Annexin A2检测的细胞培养和分组同CD44检测。用羊血清封闭20 min后,滴加Annexin A2一抗,在4 ℃孵育过夜。孵育时间到达后,用PBS洗涤3次,避光滴加iFluor 594二抗,在37 ℃孵育0.5 h后,用DAPI标记细胞核,通过共聚焦显微镜观察Annexin A2表达。
1.5 细胞对晶体黏附的定性和定量检测
Nano-COM的FITC荧光标记:在74 ℃使AMPTES(5 mL)与COM(0.05 g)在无水乙醇(50 mL)中反应3 h。随后加入FITC(0.025 g),反应保持6 h。过滤,用无水乙醇和去离子水洗涤数次,直至不含游离FITC。干燥,备用。
荧光显微镜定性观察晶体黏附:细胞培养和分组同上。转至4 ℃下培养6 h后,每孔板细胞用300 μL的DiI染色10 min,细胞核用DAPI染色,4%多聚甲醛固定10 min。采用激光共聚焦显微镜定性观察nano-COM晶体在细胞内外的定位。

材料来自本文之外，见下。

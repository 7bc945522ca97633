use std::fs::OpenOptions;
use std::path::Path;
use std::sync::Arc;

use propnest_sdk::{PropnestClient, PropnestConfig};
use tracing_subscriber::{EnvFilter, fmt, layer::SubscriberExt, util::SubscriberInitExt};

use crate::{
    adapters::{api::HttpMarketplaceApi, navigation::LoginRedirect, storage::FileCredentialStore},
    infra::{app::AppContext, config::AppConfig, error::InfraError, http_client::build_client},
};

/// Wire the real adapters into an [`AppContext`]. Nothing is read or sent yet.
pub fn init_app_context(config: AppConfig) -> Result<AppContext, InfraError> {
    let http_client = build_client(&config)?;
    let client = PropnestClient::with_http_client(
        PropnestConfig {
            base_url: config.api_url.to_string(),
            token_header: Some(config.token_header.clone()),
        },
        http_client,
    )?;
    let api = Arc::new(HttpMarketplaceApi::new(client));
    let store = Arc::new(FileCredentialStore::new(config.credentials_path.clone()));

    Ok(AppContext::assemble(
        config,
        store,
        api.clone(),
        api,
        Arc::new(LoginRedirect),
    ))
}

pub fn init_tracing(log_file: Option<&Path>) -> Result<(), InfraError> {
    let filter = EnvFilter::try_from_default_env()
        .unwrap_or_else(|_| "propnest_client=info,propnest_sdk=info".into());

    // Console (stdout is reserved for command output)
    let console_layer = fmt::layer()
        .with_target(false)
        .with_level(true)
        .with_writer(std::io::stderr)
        .compact();

    // File (structured JSON logs)
    let json_layer = match log_file {
        Some(path) => {
            let file = OpenOptions::new()
                .create(true)
                .append(true)
                .open(path)
                .map_err(InfraError::LogFile)?;
            Some(
                fmt::layer()
                    .json()
                    .with_writer(file)
                    .with_current_span(true)
                    .with_span_list(true),
            )
        }
        None => None,
    };

    tracing_subscriber::registry()
        .with(filter)
        .with(console_layer)
        .with(json_layer)
        .try_init()
        .ok();

    Ok(())
}
pub mod app_error;
pub mod use_cases;
pub mod validators;
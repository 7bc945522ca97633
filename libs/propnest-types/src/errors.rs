use serde::{Deserialize, Serialize};

/// Machine-readable error codes sent by the marketplace API.
#[derive(Debug, Clone, Copy, PartialEq, Eq, Serialize, Deserialize)]
#[serde(rename_all = "SCREAMING_SNAKE_CASE")]
pub enum ErrorCode {
    InvalidPhoneNumber,
    InvalidOtp,
    /// The token sent with the request is no longer valid.
    TokenExpired,
    Unauthorized,
    Forbidden,
    NotFound,
    ValidationError,
    RateLimited,
    InternalError,
    /// Any code this client does not know about.
    #[serde(other)]
    Unknown,
}

impl std::fmt::Display for ErrorCode {
    fn fmt(&self, f: &mut std::fmt::Formatter<'_>) -> std::fmt::Result {
        let s = match self {
            Self::InvalidPhoneNumber => "INVALID_PHONE_NUMBER",
            Self::InvalidOtp => "INVALID_OTP",
            Self::TokenExpired => "TOKEN_EXPIRED",
            Self::Unauthorized => "UNAUTHORIZED",
            Self::Forbidden => "FORBIDDEN",
            Self::NotFound => "NOT_FOUND",
            Self::ValidationError => "VALIDATION_ERROR",
            Self::RateLimited => "RATE_LIMITED",
            Self::InternalError => "INTERNAL_ERROR",
            Self::Unknown => "UNKNOWN",
        };
        write!(f, "{}", s)
    }
}

/// Error body returned by every endpoint on failure.
#[derive(Debug, Clone, Default, Serialize, Deserialize)]
pub struct ApiErrorBody {
    /// Human-readable message, shown to the user verbatim
    #[serde(default)]
    pub message: Option<String>,

    #[serde(default)]
    pub code: Option<ErrorCode>,
}

impl ApiErrorBody {
    /// The expiry sentinel as it appears on the wire.
    pub const TOKEN_EXPIRED: &'static str = "TOKEN_EXPIRED";

    /// Returns true if this body carries the token-expiry sentinel, either as
    /// `code` or as the whole `message`.
    pub fn is_token_expired(&self) -> bool {
        self.code == Some(ErrorCode::TokenExpired)
            || self
                .message
                .as_deref()
                .is_some_and(|m| m.trim() == Self::TOKEN_EXPIRED)
    }
}
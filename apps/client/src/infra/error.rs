use thiserror::Error;

use propnest_sdk::SdkError;

/// Errors that can occur while starting the client.
///
/// Display messages never include token values; use Display (%e) in logs.
#[derive(Error, Debug)]
pub enum InfraError {
    #[error("Configuration error: {var} is invalid ({reason})")]
    ConfigInvalid { var: &'static str, reason: String },

    #[error("Configuration error: {var} not set and no default is available")]
    ConfigMissing { var: &'static str },

    #[error("HTTP client initialization failed")]
    HttpClient(#[source] reqwest::Error),

    #[error("API client configuration rejected")]
    ApiClient(#[source] SdkError),

    #[error("Cannot open log file")]
    LogFile(#[source] std::io::Error),
}

impl From<SdkError> for InfraError {
    fn from(e: SdkError) -> Self {
        InfraError::ApiClient(e)
    }
}
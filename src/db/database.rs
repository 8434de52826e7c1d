//! Connection pool management and schema migrations.

use anyhow::{Context, Result};
use deadpool_sqlite::{Config as PoolConfig, Hook, HookError, Pool, Runtime};
use rusqlite_migration::{M, Migrations};
use std::path::Path;

/// `foreign_keys` and `busy_timeout` are per-connection pragmas in SQLite —
/// setting them once on the migration connection leaves every other
/// connection the pool hands out with `foreign_keys` OFF, silently
/// disabling the `ON DELETE CASCADE` the schema relies on. Apply them on
/// every pooled connection via a post-create hook instead.
fn file_post_create_hook() -> Hook {
    Hook::async_fn(move |conn, _metrics| {
        Box::pin(async move {
            conn.interact(|conn| {
                conn.pragma_update(None, "foreign_keys", "ON")?;
                conn.pragma_update(None, "busy_timeout", 5000)?;
                conn.pragma_update(None, "journal_mode", "WAL")?;
                Ok::<_, rusqlite::Error>(())
            })
            .await
            .map_err(|e| HookError::Message(format!("interact failed: {e}").into()))?
            .map_err(|e| HookError::Message(format!("connection setup failed: {e}").into()))
        })
    })
}

fn memory_post_create_hook() -> Hook {
    Hook::async_fn(move |conn, _metrics| {
        Box::pin(async move {
            conn.interact(|conn| {
                conn.pragma_update(None, "foreign_keys", "ON")?;
                conn.pragma_update(None, "busy_timeout", 5000)?;
                Ok::<_, rusqlite::Error>(())
            })
            .await
            .map_err(|e| HookError::Message(format!("interact failed: {e}").into()))?
            .map_err(|e| HookError::Message(format!("connection setup failed: {e}").into()))
        })
    })
}

fn migrations() -> Migrations<'static> {
    Migrations::new(vec![M::up(
        r#"
        CREATE TABLE threads (
            id          TEXT PRIMARY KEY,
            title       TEXT,
            created_at  TEXT NOT NULL
        );

        CREATE TABLE messages (
            id          INTEGER PRIMARY KEY AUTOINCREMENT,
            thread_id   TEXT NOT NULL REFERENCES threads(id) ON DELETE CASCADE,
            role        TEXT NOT NULL CHECK (role IN ('user','assistant','tool','system')),
            content     TEXT NOT NULL,
            created_at  TEXT NOT NULL,
            input_tokens  INTEGER,
            output_tokens INTEGER,
            total_tokens  INTEGER
        );
        CREATE INDEX idx_messages_thread ON messages(thread_id, created_at);

        CREATE TABLE l2_summaries (
            id               INTEGER PRIMARY KEY AUTOINCREMENT,
            thread_id        TEXT NOT NULL REFERENCES threads(id) ON DELETE CASCADE,
            start_message_id INTEGER NOT NULL,
            end_message_id   INTEGER NOT NULL,
            text             TEXT NOT NULL,
            tokens           INTEGER NOT NULL,
            created_at       TEXT NOT NULL
        );
        CREATE UNIQUE INDEX idx_l2_pair ON l2_summaries(thread_id, start_message_id, end_message_id);
        CREATE INDEX idx_l2_thread ON l2_summaries(thread_id, id);

        CREATE TABLE l3_microsummaries (
            id          INTEGER PRIMARY KEY AUTOINCREMENT,
            thread_id   TEXT NOT NULL REFERENCES threads(id) ON DELETE CASCADE,
            start_l2_id INTEGER NOT NULL,
            end_l2_id   INTEGER NOT NULL,
            text        TEXT NOT NULL,
            tokens      INTEGER NOT NULL,
            created_at  TEXT NOT NULL
        );
        CREATE INDEX idx_l3_thread ON l3_microsummaries(thread_id, id);

        CREATE TABLE memory_state (
            thread_id               TEXT PRIMARY KEY REFERENCES threads(id) ON DELETE CASCADE,
            l1_pairs_count          INTEGER NOT NULL DEFAULT 0,
            last_compacted_message_id INTEGER,
            last_compacted_at      TEXT
        );

        CREATE TABLE profile (
            id                   INTEGER PRIMARY KEY CHECK (id = 1),
            display_name         TEXT,
            preferred_language   TEXT,
            tone                 TEXT,
            timezone             TEXT,
            region_coarse        TEXT,
            work_hours           TEXT,
            ui_format_prefs      TEXT,
            goals_mood           TEXT,
            decisions_tasks      TEXT,
            brevity              TEXT,
            format_defaults      TEXT,
            interests_topics     TEXT,
            workflow_tools       TEXT,
            os                   TEXT,
            runtime              TEXT,
            hardware_hint        TEXT,
            updated_at           TEXT,
            source               TEXT,
            confidence           REAL
        );

        CREATE TABLE responses (
            id              INTEGER PRIMARY KEY AUTOINCREMENT,
            thread_id       TEXT NOT NULL REFERENCES threads(id) ON DELETE CASCADE,
            status          TEXT NOT NULL CHECK (status IN ('ok','cancelled','error')),
            model           TEXT,
            prompt_tokens   INTEGER,
            completion_tokens INTEGER,
            diagnostics_json TEXT,
            created_at      TEXT NOT NULL
        );
        CREATE INDEX idx_responses_thread ON responses(thread_id, created_at);

        CREATE TABLE tool_runs (
            id          INTEGER PRIMARY KEY AUTOINCREMENT,
            thread_id   TEXT NOT NULL REFERENCES threads(id) ON DELETE CASCADE,
            tool_name   TEXT NOT NULL,
            arguments   TEXT,
            result      TEXT,
            created_at  TEXT NOT NULL
        );
        CREATE INDEX idx_tool_runs_thread ON tool_runs(thread_id, created_at);
        "#,
    )])
}

/// Pooled SQLite connection, with the schema migrated to the latest version.
#[derive(Clone)]
pub struct Database {
    pool: Pool,
}

impl Database {
    /// Open (creating if needed) the database file at `path` and run migrations.
    pub async fn connect(path: &Path) -> Result<Self> {
        if let Some(parent) = path.parent() {
            std::fs::create_dir_all(parent)
                .with_context(|| format!("failed to create db directory: {:?}", parent))?;
        }
        let cfg = PoolConfig::new(path.to_path_buf());
        let pool = cfg
            .builder(Runtime::Tokio1)
            .context("failed to create sqlite connection pool builder")?
            .max_size(8)
            .post_create(file_post_create_hook())
            .build()
            .context("failed to build sqlite connection pool")?;
        let db = Self { pool };
        db.run_migrations().await?;
        Ok(db)
    }

    /// Open an in-memory database. Intended for tests.
    ///
    /// Pool size is pinned to 1: each `:memory:` connection is its own
    /// independent database, so a pool of more than one would silently
    /// split reads and writes across unrelated databases.
    pub async fn connect_in_memory() -> Result<Self> {
        let cfg = PoolConfig::new(":memory:");
        let pool = cfg
            .builder(Runtime::Tokio1)
            .context("failed to create in-memory sqlite pool builder")?
            .max_size(1)
            .post_create(memory_post_create_hook())
            .build()
            .context("failed to build in-memory sqlite pool")?;
        let db = Self { pool };
        db.run_migrations().await?;
        Ok(db)
    }

    pub async fn run_migrations(&self) -> Result<()> {
        let conn = self.pool.get().await.context("failed to get db connection")?;
        conn.interact(|conn| migrations().to_latest(conn))
            .await
            .map_err(|e| anyhow::anyhow!("migration task panicked: {e}"))?
            .context("failed to run migrations")?;
        Ok(())
    }

    pub fn pool(&self) -> &Pool {
        &self.pool
    }
}

#[cfg(test)]
mod tests {
    use super::*;

    #[tokio::test]
    async fn migrates_in_memory_database() {
        let db = Database::connect_in_memory().await.unwrap();
        let conn = db.pool().get().await.unwrap();
        let count: i64 = conn
            .interact(|conn| {
                conn.query_row(
                    "SELECT count(*) FROM sqlite_master WHERE type='table' AND name='threads'",
                    [],
                    |row| row.get(0),
                )
            })
            .await
            .unwrap()
            .unwrap();
        assert_eq!(count, 1);
    }
}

流式细胞术定量检测晶体黏附:到达培养时间后,吸除培养基,用PBS洗2次,去掉未黏附和黏附不紧的COM,胰酶消化重悬细胞。采用流式细胞仪检测黏附晶体的细胞比例,有FITC信号的可以视为有黏附晶体的细胞。
1.6 统计分析
实验获得的数据用均数±标准差(x±SD)表示。实验结果采用SPSS 13.0软件(SPSS Inc.美国Chicago,IL)统计分析,采用Tukey检验分析各实验组与对照组均数间的差异。P < 0.05表示有统计学意义,存在显著性差异;P < 0.01表示有极显著性差异;P > 0.05表示无显著性差异。
2. 结果与讨论
2.1 多糖抑制COM形成
2.1.1 PXRD表征
图 1为不同质量浓度的—COOH含量分别为1.17%、7.45%、12.2%和17.7%的4种多糖DSP0、DSP1、DSP2和DSP3调控生成的CaC2O4晶体的PXRD图。0.1~1.0 g·L-1的DSP0只诱导形成了COM晶体(图 1A),COM的衍射峰出现在2θ=14.88°、24.2°、30.16°和38.24°处,分别归属于COM的(101)、(020)、(202)和(130)晶面。
图 1
对于DSP1,在0.1 g·L-1时也只诱导COM形成(图 1B)。但0.2~0.4 g·L-1时诱导了COM和COD形成,COD的衍射峰出现在2θ=14.28°、20.12°、32.28°和40.28°处,分别归属于COD的(200)、(211)、(411)和(213)晶面。对PXRD图进行定量分析表明,ρDSP1=0.2、0.4 g·L-1时,生成的晶体中COD含量分别为39.6%、92.9%。当ρDSP1≥0.6 g·L-1时,全部形成COD晶体,没有COM形成。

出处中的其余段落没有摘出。